The River Walk runs for a dozen or so blocks through the center of San Antonio like a substratum of the city. Numerous staircases take you down from the street level and twenty or so bridges can take you from one side to the other.
Down on the river itself, you can stroll either bank and wander among sidewalk cafes, restaurants, bars, shops, even bookstores. You can get about any kind of food down on the River Walk, from Tex-Mex to Mex-Mex, from French cuisine to Cajun cooking, from Italian to your old basic burger and chicken-fried steak. You can eat it indoors, outdoors, on a barge cruising the river, or carry it around with you if you want. And they’ve been known to serve a drink or two on the River Walk.
It isn’t exactly Venice and it isn’t exactly Texas, either. The River Walk is a hybrid of Spanish, Texan, French, Italian, New Orleans. You can do a lot of traveling in a short distance on the River Walk, but Jack Landis wasn’t paying attention to any of it.
Jack was in a sweat.
Joey Beans was just digging into a blackened filet mignon when Jack came huffing to the table.
“Siddown before you have a heart attack,” Joey said. “Relax.”
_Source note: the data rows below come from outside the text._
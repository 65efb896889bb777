//! HTTP client for the check service's REST and streaming endpoints.

pub mod client;

pub use client::ApiClient;
//! Typed events of the streaming check protocol.
//!
//! Each event-carrying line has the shape `data: {json}` where the JSON
//! object carries a `type` tag and type-specific fields.  Blank lines are
//! separators; anything without the marker is ignored.
//!
//! # Known event types
//!
//! | `type`    | Maps to                      |
//! |-----------|------------------------------|
//! | `status`  | [`CheckEvent::Status`]       |
//! | `start`   | [`CheckEvent::Start`]        |
//! | `explain` | [`CheckEvent::Explain`]      |
//! | `content` | [`CheckEvent::Content`]      |
//! | `done`    | [`CheckEvent::Done`]         |
//! | `error`   | [`CheckEvent::Error`]        |
//! | *(other)* | Skipped; logged at `DEBUG`   |
//!
//! Parsing never fails the stream: malformed payloads are dropped with a
//! diagnostic so one bad line cannot terminate an otherwise healthy
//! check.

use serde::Deserialize;
use serde_json::Value;
use tracing::{debug, warn};

/// Marker prefix of an event-carrying line.
const EVENT_MARKER: &str = "data: ";

/// One event of the streaming check protocol.
#[derive(Debug, Clone, PartialEq, Eq)]
pub enum CheckEvent {
    /// Informational progress message, not part of the result.
    Status {
        /// Human-readable status message.
        message: String,
    },
    /// Analysis started; the service allocated a history record.
    Start {
        /// History record identifier for this check.
        record_id: i64,
    },
    /// Execution-plan analysis produced by the service.
    Explain {
        /// Raw EXPLAIN output text.
        explain_result: String,
    },
    /// Next fragment of the incrementally generated analysis text.
    Content {
        /// Fragment to append; fragments are ordered.
        chunk: String,
    },
    /// Analysis finished successfully.  Terminal.
    Done {
        /// History record identifier for this check.
        record_id: i64,
        /// Total analysis duration in milliseconds.
        duration_ms: u64,
    },
    /// Analysis failed on the service side.  Terminal.
    Error {
        /// Server-supplied failure description.
        message: String,
    },
}

// ── Wire payloads ─────────────────────────────────────────────────────────────

#[derive(Debug, Deserialize)]
struct StatusParams {
    message: String,
}

#[derive(Debug, Deserialize)]
struct StartParams {
    record_id: i64,
}

#[derive(Debug, Deserialize)]
struct ExplainParams {
    explain_result: String,
}

#[derive(Debug, Deserialize)]
struct ContentParams {
    chunk: String,
}

#[derive(Debug, Deserialize)]
struct DoneParams {
    record_id: i64,
    /// Wire field name is `duration`; the unit is milliseconds.
    duration: u64,
}

#[derive(Debug, Deserialize)]
struct ErrorParams {
    message: String,
}

// ── Public API ────────────────────────────────────────────────────────────────

/// Parse one decoded line into a [`CheckEvent`], if it carries one.
///
/// Returns `None` for every line that does not yield an event:
///
/// - lines without the `data: ` marker (blank separators included),
/// - payloads that are not well-formed JSON (logged at `WARN`),
/// - payloads with a missing or non-string `type` tag (logged at `WARN`),
/// - recognized types whose required fields are absent or mistyped
///   (logged at `WARN`),
/// - unknown `type` tags (logged at `DEBUG`; servers may add event types
///   this client does not know yet).
#[must_use]
pub fn parse_event_line(line: &str) -> Option<CheckEvent> {
    let payload = line.strip_prefix(EVENT_MARKER)?;

    let value: Value = match serde_json::from_str(payload) {
        Ok(value) => value,
        Err(err) => {
            warn!(error = %err, raw = payload, "event parse: malformed json payload, skipping");
            return None;
        }
    };

    let Some(kind) = value.get("type").and_then(Value::as_str) else {
        warn!(raw = payload, "event parse: payload without a `type` tag, skipping");
        return None;
    };

    match kind {
        "status" => from_payload::<StatusParams>(kind, &value)
            .map(|p| CheckEvent::Status { message: p.message }),
        "start" => from_payload::<StartParams>(kind, &value).map(|p| CheckEvent::Start {
            record_id: p.record_id,
        }),
        "explain" => from_payload::<ExplainParams>(kind, &value).map(|p| CheckEvent::Explain {
            explain_result: p.explain_result,
        }),
        "content" => {
            from_payload::<ContentParams>(kind, &value).map(|p| CheckEvent::Content { chunk: p.chunk })
        }
        "done" => from_payload::<DoneParams>(kind, &value).map(|p| CheckEvent::Done {
            record_id: p.record_id,
            duration_ms: p.duration,
        }),
        "error" => from_payload::<ErrorParams>(kind, &value)
            .map(|p| CheckEvent::Error { message: p.message }),
        other => {
            debug!(event_type = other, "event parse: skipping unknown event type");
            None
        }
    }
}

// ── Private helpers ───────────────────────────────────────────────────────────

/// Deserialize a recognized payload, logging and dropping it on mismatch.
fn from_payload<T: serde::de::DeserializeOwned>(kind: &str, value: &Value) -> Option<T> {
    match serde_json::from_value::<T>(value.clone()) {
        Ok(params) => Some(params),
        Err(err) => {
            warn!(
                event_type = kind,
                error = %err,
                "event parse: missing or mistyped field, skipping"
            );
            None
        }
    }
}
That’s the trouble with these Anglo types, Joey thought. They just can’t relax and enjoy what life has to give to you. Here it is, a beautiful evening on the River Walk-the trees sparkling with lights, the lights reflecting off the river, a table with a view of the river and half the young pussy in San Antonio-and this crooked little businessman can’t drink it in.
“A glass of red for Mr. Landis,” he told Harold. The muscle-bound hunk went into the restaurant to fetch the waitress.
“Make that hemlock,” Jack said as he sat down. “Guess what?”
“You went to take a whiz and your dick fell off?”
Joey Beans was in a humorous mood.
“Worse,” Jack said. “We found Polly. Whiting just called. I’ve been looking all over for you.”
Joey Beans tasted a bite of his steak. It was superb.
“My beeper went off,” he said as he chewed. “I had Harold call you, but you must have left.”
Joey paused to scope out a leggy young blonde crossing the footbridge over the river. Joey figured she was probably headed for a night of beer drinking at the Lone Star Cafe on the other side of the river.
He jutted his chin at the woman crossing the bridge.
“Why does she want to drink beer with a cowboy when she could have champagne with Joey Foglio?” he asked. “Hey, Jack, other than the fact that your retired fed bastard didn’t die in a plane crash, that’s good news you found Polly, isn’t it? You want a steak? I’ll tell Harold to order you a steak. How do you take it?”
“I don’t want any damn steak,” Jack answered as soon as the blonde got out of sight. “Guess who’s with Polly right now?”
“We gonna play guessing games all night, Jack?” Joey asked.
“Candice,” Jack said.
Joey noticed that the poor bastard’s hands were shaking.
“So?”
“SO!” Jack hissed. “So what if Polly tells her everything?”
Joey smeared some sour cream on his baked potato.
“Jack,” he said, “what’s she gonna say she ain’t said already? That you pronged her parakeet, too?”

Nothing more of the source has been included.